Sharon Cobb points out that Bredesen’s cowardice on TennCare is going to kill real people:

People are going to Die. I’ve been saying that for months regarding the cuts to TennCare. Intellectually, I knew it was accurate, but it didn’t hit me emotionally until yesterday.

I was on the phone with a woman from Jackson, Tennessee yesterday, when breaking news came that the 6th Circuit in Ohio would allow Bredesen to cut 323 thousand people from TennCare. The woman I was talking with, M. Hall, had a heart transplant and she will not be able to obtain vital, immunosupressive medication without TennCare. She will die.

Ms. Hall is a mother of five, and grandmother of ten. Ms. Hall received a heart transplant on April 26, 2003. Her anti-rejection drugs that allow her to keep the heart she has received is not covered by Governor Phil Bredesen’s plan.

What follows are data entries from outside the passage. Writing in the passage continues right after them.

/// Read an INT or FLOAT argument as f64.
fn number(value: &Dynamic, what: &str) -> Result<f64, Box<EvalAltResult>> {
    if let Ok(n) = value.as_float() {
        Ok(n)
    } else if let Ok(n) = value.as_int() {
        Ok(n as f64)
    } else {
        Err(runtime_error(format!(
            "{} must be a number, got {}",
            what,
            value.type_name()
        )))
    }
}

fn parse_cell(address: &str) -> Result<CellRef, Box<EvalAltResult>> {
    CellRef::from_str(address)
        .ok_or_else(|| runtime_error(format!("Invalid cell address: {}", address)))
}

/// Register the sandbox API over a snapshot of `scope`.
fn create_script_engine(
    scope: &ScriptScope,
    writes: Arc<Mutex<Vec<(CellRef, String)>>>,
    events: Arc<Mutex<Vec<AudioEvent>>>,
) -> Engine {
    let mut engine = Engine::new();
    engine.set_max_operations(MAX_SCRIPT_OPERATIONS);

    let values = Arc::new(scope.values.clone());
    engine.register_fn(
        "getValue",
        move |address: &str| -> Result<Dynamic, Box<EvalAltResult>> {
            let cell = parse_cell(address)?;
            match values.get(&cell) {
                Some(CellValue::Error(err)) => Err(runtime_error(err.message.clone())),
                Some(value) => Ok(value_to_dynamic(value)),
                None => Err(runtime_error(format!(
                    "Cell {} is not available to this script",
                    address
                ))),
            }
        },
    );

    engine.register_fn(
        "setValue",
        move |address: &str, value: Dynamic| -> Result<(), Box<EvalAltResult>> {
            let cell = parse_cell(address)?;
            lock(&writes).push((cell, dynamic_to_raw(value)));
            Ok(())
        },
    );

    let tempo = scope.tempo;
    engine.register_fn("getBPM", move || tempo);
    let time = scope.time;
    engine.register_fn("getCurrentTime", move || time);

    let note_events = events.clone();
    engine.register_fn(
        "playNote",
        move |frequency: Dynamic, duration: Dynamic| -> Result<(), Box<EvalAltResult>> {
            let frequency = number(&frequency, "frequency")?;
            let duration = number(&duration, "duration")?;
            info!(frequency, duration, "playNote");
            lock(&note_events).push(AudioEvent::PlayNote {
                frequency,
                duration,
            });
            Ok(())
        },
    );

    engine.register_fn(
        "createOscillator",
        move |wave_type: &str, frequency: Dynamic| -> Result<(), Box<EvalAltResult>> {
            let frequency = number(&frequency, "frequency")?;
            info!(wave_type, frequency, "createOscillator");
            lock(&events).push(AudioEvent::CreateOscillator {
                wave_type: wave_type.to_string(),
                frequency,
            });
            Ok(())
        },
    );

    engine.register_fn(
        "random",
        |min: Dynamic, max: Dynamic| -> Result<f64, Box<EvalAltResult>> {
            let min = number(&min, "min")?;
            let max = number(&max, "max")?;
            Ok(min + rand::thread_rng().r#gen::<f64>() * (max - min))
        },
    );

    engine.register_fn(
        "scale",
        |value: Dynamic,
         in_min: Dynamic,
         in_max: Dynamic,
         out_min: Dynamic,
         out_max: Dynamic|
         -> Result<f64, Box<EvalAltResult>> {
            let value = number(&value, "value")?;
            let in_min = number(&in_min, "inMin")?;
            let in_max = number(&in_max, "inMax")?;
            let out_min = number(&out_min, "outMin")?;
            let out_max = number(&out_max, "outMax")?;
            Ok((value - in_min) * (out_max - out_min) / (in_max - in_min) + out_min)
        },
    );

    engine
}

/// Script-side view of a cell value. Text that is a whole number reads as a
/// number so that `getValue("A1") * 2` works on typed-in values.
fn value_to_dynamic(value: &CellValue) -> Dynamic {
    match value {
        CellValue::Number(n) => Dynamic::from(*n),
        CellValue::String(s) => match s.trim().parse::<f64>() {
            Ok(n) => Dynamic::from(n),
            Err(_) => Dynamic::from(s.clone()),
        },
        CellValue::Null => Dynamic::UNIT,
        CellValue::Error(err) => Dynamic::from(err.message.clone()),
        CellValue::Structured(cell) => Dynamic::from_map(structured_to_map(cell)),
    }
}

fn structured_to_map(cell: &StructuredCell) -> Map {
    let mut map = Map::new();
    map.insert("type".into(), Dynamic::from(cell.type_name().to_string()));
    let mut put = |key: &str, value: Dynamic| {
        map.insert(key.into(), value);
    };
    match cell {
        StructuredCell::Oscillator(osc) => {
            put("waveType", Dynamic::from(osc.wave_type.clone()));
            put("freq", Dynamic::from(osc.freq));
            put("phase", Dynamic::from(osc.phase));
            put("amplitude", Dynamic::from(osc.amplitude));
        }
        StructuredCell::Waveform(waveform) => match &waveform.source {
            WaveformSource::Oscillator(osc) => {
                put("source", Dynamic::from("oscillator".to_string()));
                put("waveType", Dynamic::from(osc.wave_type.clone()));
                put("freq", Dynamic::from(osc.freq));
            }
            WaveformSource::Parameters {
                freq,
                amplitude,
                phase,
            } => {
                put("source", Dynamic::from("parameters".to_string()));
                put("freq", Dynamic::from(*freq));
                put("amplitude", Dynamic::from(*amplitude));
                put("phase", Dynamic::from(*phase));
            }
        },
        StructuredCell::Beat(beat) => {
            put("bpm", Dynamic::from(beat.bpm));
            put("pattern", Dynamic::from(beat.pattern.clone()));
        }
        StructuredCell::Metronome(m) => put("bpm", Dynamic::from(m.bpm)),
        StructuredCell::Time(t) => put("value", Dynamic::from(t.value)),
        StructuredCell::Adsr(adsr) => {
            put("attack", Dynamic::from(adsr.attack));
            put("decay", Dynamic::from(adsr.decay));
            put("sustain", Dynamic::from(adsr.sustain));
            put("release", Dynamic::from(adsr.release));
        }
        StructuredCell::Audio(audio) => {
            put("frequency", Dynamic::from(audio.frequency));
            put("waveType", Dynamic::from(audio.wave_type.clone()));
        }
        StructuredCell::Sequence(seq) => {
            let values: rhai::Array = seq
                .values
                .iter()
                .map(|v| v.map_or(Dynamic::UNIT, Dynamic::from))
                .collect();
            put("values", Dynamic::from_array(values));
            put("currentStep", Dynamic::from(seq.current_step as i64));
            put("totalSteps", Dynamic::from(seq.total_steps as i64));
            put("bpm", Dynamic::from(seq.bpm));
        }
        StructuredCell::Chord(chord) => {
            put("root", Dynamic::from(chord.root.clone()));
            put("quality", Dynamic::from(chord.quality.key().to_string()));
            put("symbol", Dynamic::from(chord.symbol.clone()));
            let notes: rhai::Array = chord.notes.iter().map(|n| Dynamic::from(n.clone())).collect();
            let frequencies: rhai::Array =
                chord.frequencies.iter().map(|&f| Dynamic::from(f)).collect();
            put("notes", Dynamic::from_array(notes));
            put("frequencies", Dynamic::from_array(frequencies));
        }
    }
    map
}

/// Cell value of a script's result.
fn dynamic_to_value(value: Dynamic) -> CellValue {
    if value.is_unit() {
        CellValue::Null
    } else if let Ok(n) = value.as_float() {
        CellValue::Number(n)
    } else if let Ok(n) = value.as_int() {
        CellValue::Number(n as f64)
    } else if let Ok(b) = value.as_bool() {
        CellValue::String(if b { "TRUE" } else { "FALSE" }.to_string())
    } else if let Ok(s) = value.clone().into_string() {
        CellValue::String(s)
    } else {
        CellValue::String(value.to_string())
    }
}

/// Raw cell text for a value passed to `setValue`.
fn dynamic_to_raw(value: Dynamic) -> String {
    if value.is_unit() {
        String::new()
    } else if let Ok(n) = value.as_float() {
        n.to_string()
    } else if let Ok(n) = value.as_int() {
        n.to_string()
    } else if let Ok(b) = value.as_bool() {
        if b { "TRUE" } else { "FALSE" }.to_string()
    } else if let Ok(s) = value.clone().into_string() {
        s
    } else {
        value.to_string()
    }
}
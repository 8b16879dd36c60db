//! Beatsheet - headless front end for the music spreadsheet engine

mod default_functions;

use anyhow::{Context, bail};
use beatsheet_core::Document;
use beatsheet_core::storage::markdown_content;
use beatsheet_engine::engine::format_value;
use std::env;
use std::path::PathBuf;
use tracing_subscriber::EnvFilter;

fn print_usage() {
    eprintln!("Usage: beatsheet [OPTIONS] [FILE]");
    eprintln!();
    eprintln!("Arguments:");
    eprintln!("  [FILE]                    Sheet file to open (.json)");
    eprintln!();
    eprintln!("Options:");
    eprintln!("  -c, --command <FORMULA>   Evaluate a formula and print the result");
    eprintln!("  -f, --functions <FILE>    Load custom Rhai functions (can be repeated)");
    eprintln!("  -o, --output <FILE>       Export to markdown file");
    eprintln!("  --tempo <BPM>             Override the global tempo");
    eprintln!("  --no-default-functions    Do not auto-load default.rhai from config dir");
    eprintln!("  -h, --help                Print help");
}

struct Options {
    file_path: Option<PathBuf>,
    functions_files: Vec<PathBuf>,
    output_file: Option<PathBuf>,
    command: Option<String>,
    tempo: Option<String>,
    no_default_functions: bool,
}

fn next_value(args: &[String], i: &mut usize, what: &str) -> String {
    *i += 1;
    if *i >= args.len() {
        eprintln!("Error: {} requires {}", args[*i - 1], what);
        std::process::exit(1);
    }
    args[*i].clone()
}

fn parse_args(args: &[String]) -> Options {
    let mut opts = Options {
        file_path: None,
        functions_files: Vec::new(),
        output_file: None,
        command: None,
        tempo: None,
        no_default_functions: false,
    };

    let mut i = 1;
    while i < args.len() {
        match args[i].as_str() {
            "-h" | "--help" => {
                print_usage();
                std::process::exit(0);
            }
            "-c" | "--command" => {
                opts.command = Some(next_value(args, &mut i, "a formula"));
            }
            "-f" | "--functions" => {
                let path = next_value(args, &mut i, "a file path");
                opts.functions_files.push(PathBuf::from(path));
            }
            "-o" | "--output" => {
                let path = next_value(args, &mut i, "a file path");
                opts.output_file = Some(PathBuf::from(path));
            }
            "--tempo" => {
                opts.tempo = Some(next_value(args, &mut i, "a value"));
            }
            "--no-default-functions" => {
                opts.no_default_functions = true;
            }
            arg if arg.starts_with('-') => {
                eprintln!("Error: Unknown option: {}", arg);
                print_usage();
                std::process::exit(1);
            }
            _ => {
                if opts.file_path.is_none() {
                    opts.file_path = Some(PathBuf::from(&args[i]));
                } else {
                    eprintln!("Error: Unexpected argument: {}", args[i]);
                    print_usage();
                    std::process::exit(1);
                }
            }
        }
        i += 1;
    }
    opts
}

fn run(mut opts: Options) -> anyhow::Result<bool> {
    // Autoload default functions first, then user-specified functions.
    default_functions::prepend_default_functions_if_present(
        &mut opts.functions_files,
        opts.no_default_functions,
    );

    let mut doc = Document::with_file(opts.file_path, opts.functions_files)?;

    if let Some(tempo) = opts.tempo {
        let bpm: f64 = tempo
            .trim()
            .parse()
            .with_context(|| format!("invalid tempo: {tempo}"))?;
        doc.set_tempo(bpm)?;
    }

    if let Some(output_path) = &opts.output_file {
        doc.export_markdown(output_path)
            .with_context(|| format!("failed to export {}", output_path.display()))?;
        eprintln!("Exported to {}", output_path.display());
    }

    if let Some(command) = opts.command {
        if command.trim().is_empty() {
            bail!("--command requires a non-empty formula");
        }
        let value = doc.eval_command(&command);
        println!("{}", format_value(&value));
        return Ok(!value.is_error());
    }

    if opts.output_file.is_none() {
        print!("{}", markdown_content(&doc));
    }
    Ok(true)
}

fn main() {
    tracing_subscriber::fmt()
        .with_env_filter(
            EnvFilter::try_from_default_env().unwrap_or_else(|_| EnvFilter::new("warn")),
        )
        .with_writer(std::io::stderr)
        .init();

    let args: Vec<String> = env::args().collect();
    let opts = parse_args(&args);

    match run(opts) {
        Ok(true) => {}
        Ok(false) => std::process::exit(1),
        Err(e) => {
            eprintln!("Error: {:#}", e);
            std::process::exit(1);
        }
    }
}
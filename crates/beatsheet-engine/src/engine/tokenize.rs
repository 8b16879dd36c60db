//! Formula tokenizer and argument splitter.
//!
//! The tokenizer works on a formula body (the text after `=`). It never
//! fails: an unterminated quote simply swallows the rest of the input.

/// Characters that always form a token of their own outside quotes.
const PUNCTUATION: [char; 7] = ['(', ')', ',', '+', '-', '*', '/'];

fn flush(tokens: &mut Vec<String>, current: &mut String) {
    let token = current.trim();
    if !token.is_empty() {
        tokens.push(token.to_string());
    }
    current.clear();
}

/// Split a formula body into tokens.
///
/// Quotes are kept as part of the token they delimit, so `"a, b"` stays one
/// token including its quote characters.
pub fn tokenize(formula: &str) -> Vec<String> {
    let mut tokens = Vec::new();
    let mut current = String::new();
    let mut in_quotes = false;

    for ch in formula.chars() {
        if ch == '"' {
            in_quotes = !in_quotes;
            current.push(ch);
        } else if !in_quotes && PUNCTUATION.contains(&ch) {
            flush(&mut tokens, &mut current);
            tokens.push(ch.to_string());
        } else if !in_quotes && ch == ' ' {
            flush(&mut tokens, &mut current);
        } else {
            current.push(ch);
        }
    }
    flush(&mut tokens, &mut current);

    tokens
}

/// Group the token run of a call, `( a , f ( b , c ) )`, into its top-level
/// arguments. The first and last tokens are taken to be the call's own
/// parentheses. Each argument is its tokens joined by single spaces.
pub fn split_arguments(tokens: &[String]) -> Vec<String> {
    let inner = match tokens.len() {
        0..=2 => &[][..],
        len => &tokens[1..len - 1],
    };

    let mut args = Vec::new();
    let mut current: Vec<&str> = Vec::new();
    let mut depth = 0i32;

    for token in inner {
        match token.as_str() {
            "(" => depth += 1,
            ")" => depth -= 1,
            _ => {}
        }

        if token == "," && depth == 0 {
            args.push(current.join(" ").trim().to_string());
            current.clear();
        } else {
            current.push(token);
        }
    }

    if !current.is_empty() {
        args.push(current.join(" ").trim().to_string());
    }

    args
}

/// Raw tokens of a call with its parentheses and commas removed.
///
/// Used by builtins that read their arguments token by token instead of
/// through [`split_arguments`].
pub fn bare_tokens(tokens: &[String]) -> Vec<String> {
    tokens
        .iter()
        .filter(|t| !matches!(t.as_str(), "(" | ")" | ","))
        .cloned()
        .collect()
}

#[cfg(test)]
mod tests {
    use super::*;

    fn strings(items: &[&str]) -> Vec<String> {
        items.iter().map(|s| s.to_string()).collect()
    }

    #[test]
    fn test_tokenize_punctuation_and_spaces() {
        assert_eq!(tokenize("2+3*4"), strings(&["2", "+", "3", "*", "4"]));
        assert_eq!(
            tokenize("OSC(\"sine\", 440, 0, 1)"),
            strings(&["OSC", "(", "\"sine\"", ",", "440", ",", "0", ",", "1", ")"])
        );
        assert_eq!(tokenize("  A1   -  B2 "), strings(&["A1", "-", "B2"]));
    }

    #[test]
    fn test_tokenize_keeps_quoted_punctuation() {
        assert_eq!(
            tokenize("CONCAT(\", \", A1)"),
            strings(&["CONCAT", "(", "\", \"", ",", "A1", ")"])
        );
    }

    #[test]
    fn test_tokenize_unterminated_quote_runs_to_end() {
        assert_eq!(tokenize("JS(\"a(b"), strings(&["JS", "(", "\"a(b"]));
    }

    #[test]
    fn test_tokenize_splits_leading_minus() {
        assert_eq!(tokenize("-3"), strings(&["-", "3"]));
        assert_eq!(tokenize("1.5"), strings(&["1.5"]));
        assert_eq!(tokenize("A1:A4"), strings(&["A1:A4"]));
    }

    #[test]
    fn test_tokenize_empty() {
        assert!(tokenize("").is_empty());
        assert!(tokenize("   ").is_empty());
    }

    #[test]
    fn test_split_arguments_respects_nesting() {
        let tokens = tokenize("(A1, OSC(\"sine\", 440, 0, 1), \"x\")");
        assert_eq!(
            split_arguments(&tokens),
            strings(&["A1", "OSC ( \"sine\" , 440 , 0 , 1 )", "\"x\""])
        );
    }

    #[test]
    fn test_split_arguments_empty_call() {
        assert!(split_arguments(&tokenize("()")).is_empty());
        assert!(split_arguments(&[]).is_empty());
    }

    #[test]
    fn test_split_arguments_joins_multi_token_argument() {
        let tokens = tokenize("(-3, A1 * 2)");
        assert_eq!(split_arguments(&tokens), strings(&["- 3", "A1 * 2"]));
    }

    #[test]
    fn test_bare_tokens() {
        let tokens = tokenize("(440, 0.5)");
        assert_eq!(bare_tokens(&tokens), strings(&["440", "0.5"]));
    }
}
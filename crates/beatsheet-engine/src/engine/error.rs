//! Formula evaluation errors.
//!
//! Every failure inside a single formula is an [`EvalError`]. The grid engine
//! catches them at the cell boundary and stores a [`CellError`] in place of
//! the cell's value, so a bad formula never aborts a pass.

use serde::{Deserialize, Serialize};
use thiserror::Error;

use super::CellRef;

/// Broad category of an evaluation failure.
#[derive(Clone, Copy, Debug, PartialEq, Eq, Hash, Serialize, Deserialize)]
pub enum ErrorKind {
    /// Bad arity, literal, mode, quality, note name or range syntax.
    Parse,
    /// Out-of-bounds, malformed or circular address.
    Reference,
    /// Division by zero or a non-numeric operand.
    Arithmetic,
    /// Nested builtin calls deeper than the limit.
    RecursionLimit,
    /// Reported by the script host.
    External,
}

/// Errors raised while evaluating one formula.
#[derive(Error, Debug, Clone, PartialEq)]
pub enum EvalError {
    #[error("Empty formula")]
    EmptyFormula,

    #[error("{0}")]
    Arity(String),

    #[error("Invalid range format. Expected \"A1:B2\", got \"{0}\"")]
    InvalidRange(String),

    #[error("Invalid sequence mode: {0}. Expected one of: vertical, horizontal, matrix")]
    InvalidMode(String),

    #[error("Invalid note name: {0}")]
    InvalidNoteName(String),

    #[error("Invalid chord quality: {0}. Valid qualities: {valid}", valid = crate::music::quality_names().join(", "))]
    InvalidChordQuality(String),

    #[error("Invalid oscillator reference")]
    InvalidOscillator,

    #[error("Second argument must be a beat or sequence cell")]
    InvalidTrigger,

    #[error("Invalid cell address: {0}")]
    InvalidAddress(String),

    #[error("Cell reference out of bounds (exceeds grid size): {0}")]
    OutOfBounds(CellRef),

    #[error("Circular reference detected at {0}")]
    CircularReference(CellRef),

    #[error("Division by zero")]
    DivisionByZero,

    #[error("Invalid arithmetic operand: {0}")]
    InvalidOperand(String),

    #[error("Malformed expression: {0}")]
    MalformedExpression(String),

    #[error("Maximum recursion depth exceeded")]
    MaxRecursionDepth,

    /// An operand that is itself an error value; keeps the upstream message.
    #[error("{}", .0.message)]
    Referenced(CellError),

    #[error("{0}")]
    External(String),
}

impl EvalError {
    pub fn arity(message: impl Into<String>) -> EvalError {
        EvalError::Arity(message.into())
    }

    pub fn kind(&self) -> ErrorKind {
        match self {
            EvalError::EmptyFormula
            | EvalError::Arity(_)
            | EvalError::InvalidRange(_)
            | EvalError::InvalidMode(_)
            | EvalError::InvalidNoteName(_)
            | EvalError::InvalidChordQuality(_)
            | EvalError::InvalidOscillator
            | EvalError::InvalidTrigger
            | EvalError::MalformedExpression(_) => ErrorKind::Parse,
            EvalError::InvalidAddress(_)
            | EvalError::OutOfBounds(_)
            | EvalError::CircularReference(_) => ErrorKind::Reference,
            EvalError::DivisionByZero | EvalError::InvalidOperand(_) => ErrorKind::Arithmetic,
            EvalError::MaxRecursionDepth => ErrorKind::RecursionLimit,
            EvalError::Referenced(upstream) => upstream.kind,
            EvalError::External(_) => ErrorKind::External,
        }
    }
}

/// The error value stored in a cell whose formula failed.
#[derive(Clone, Debug, PartialEq, Eq, Serialize, Deserialize)]
pub struct CellError {
    pub kind: ErrorKind,
    pub message: String,
}

impl CellError {
    pub fn new(kind: ErrorKind, message: impl Into<String>) -> CellError {
        CellError {
            kind,
            message: message.into(),
        }
    }
}

impl From<EvalError> for CellError {
    fn from(err: EvalError) -> Self {
        match err {
            EvalError::Referenced(upstream) => upstream,
            other => CellError::new(other.kind(), other.to_string()),
        }
    }
}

I have said this before, but it bears repeating: Bredesen is a deliberate coward. There were things that Bredesen could have done to save money before he tried to gut the program. He refused to join other states in a program to purchase drugs in bulk — a move that the former head of TennCare said would have saved the state about 500 million dollars. As I mentioned before, simply changing the way paperwork was done would save millions:

Bredesen’s failure is even worse than I thought. e is leaving many easy to implement things undone. Bredesen is literally leaving hundreds of millions of dollars of easy savings on the table. One egregious example is this:

This year TennCare will pay its managed care contractors $245 million, or nearly 5% of the $4.96 billion in health services which they administer. Those rates are relics of a past when the contractors were true HMOs that accepted financial risk. They are now only administrative services organizations (ASOs). They do not manage care. They pay claims and issue eligibility cards, which can be done for a fraction of present rates. In 1993, the last year before TennCare began, the Medicaid contractor that performed those functions received $8.5 million to administer $1.78 billion in claims, a rate of less than half of one percent. The state should not pay HMO prices for ASO service.

If TennCare would abandon its reliance on for profit HMOs to push paper around, and instead went back to the old system with the same percentages, the savings would be substantial. If the costs were one half of one percent, on 4.96 billion dollars of claims, then the state would be paying 24.8 million dollars — a savings of 220.2 million dollars a year. That is about 38% of the money Bredesen is going to save by kicking these people off TennCare:

South Knox Bubba highlights the fact that this kind of stupidity still goes on today:

Rehashing of old wingnut talking points in comments reminded me of something that was bugging me earlier this week.

The Tennessean reported that the state had problems with a company contracted to manage pharmacy benefits. The state’s response? To more than double the amount the state pays them from $15.2 million to $37.9 million. Sweet!

The company, First Health, was recently acquired by Coventry Health. Coventry Health’s earnings (i.e. profits) have increased by 300% since 2001. No wonder health care costs are skyrocketing.

Oh, and according to the transcript of this conference call about the acquisition (PDF format) they wouldn’t rule out eliminating First Health’s pharmacy benefit management business at some future date, assuming I correctly interpret the question by analyst Christine Arnold and the CFO’s (now CEO) response.

By the way, that conference call is an excellent look into the minds of senior management at health care “provider” outfits. People are their first priority. Not. It’s a perfect example of why profit needs to be removed from the health care equation.

TennCare is a good program that has made us all healthier (by getting people care and treatment that they needed before they transfered their problems to the rest of us), helped reign in health care costs (by getting people treatments before the problems escalated), helped the economy (by helping companies who did not have health insurance for their employees to miss less work and maintain their productivity), and provided a much needed safety net to people across this state to protect them form the harshness of the modern economy. TennCare’s problems weren’t structural, they weren’t caused by being too generous or by some inherent flaw in the concept of state provided health care. They were caused by poor management and the refusal to act in the best economic interest of the program. There were simple things that could have been done that would have saved the state about 720 million dollars — more than Bredesen claims his “reforms” will save.

And Bredesen didn’t even try to implement them. He simply adopted Republican talking points and turned his back on a program that was both the moral and practical thing to do. He refused to take on either the powerful pharmaceutical and HMO lobbies or the Republicans, and consigned 323,000 people to poor health care — and sometimes death. If I had wanted a governor afraid to stand up for Democratic principles, if I had wanted a governor more interested in the favor of pharmaceutical and HMO companies than the citizens of the state, if I had wanted a governor who spoke in RNC platitudes, then I would have voted for the Republican. It was political cowardice of the rankest kind, and Bredesen should never, ever be allowed to escape it. It should be tied around his neck like a millstone until it crushes his career under its weight.

Just like his cowardice is going to crush the life out of some of Tennessee’s citizens.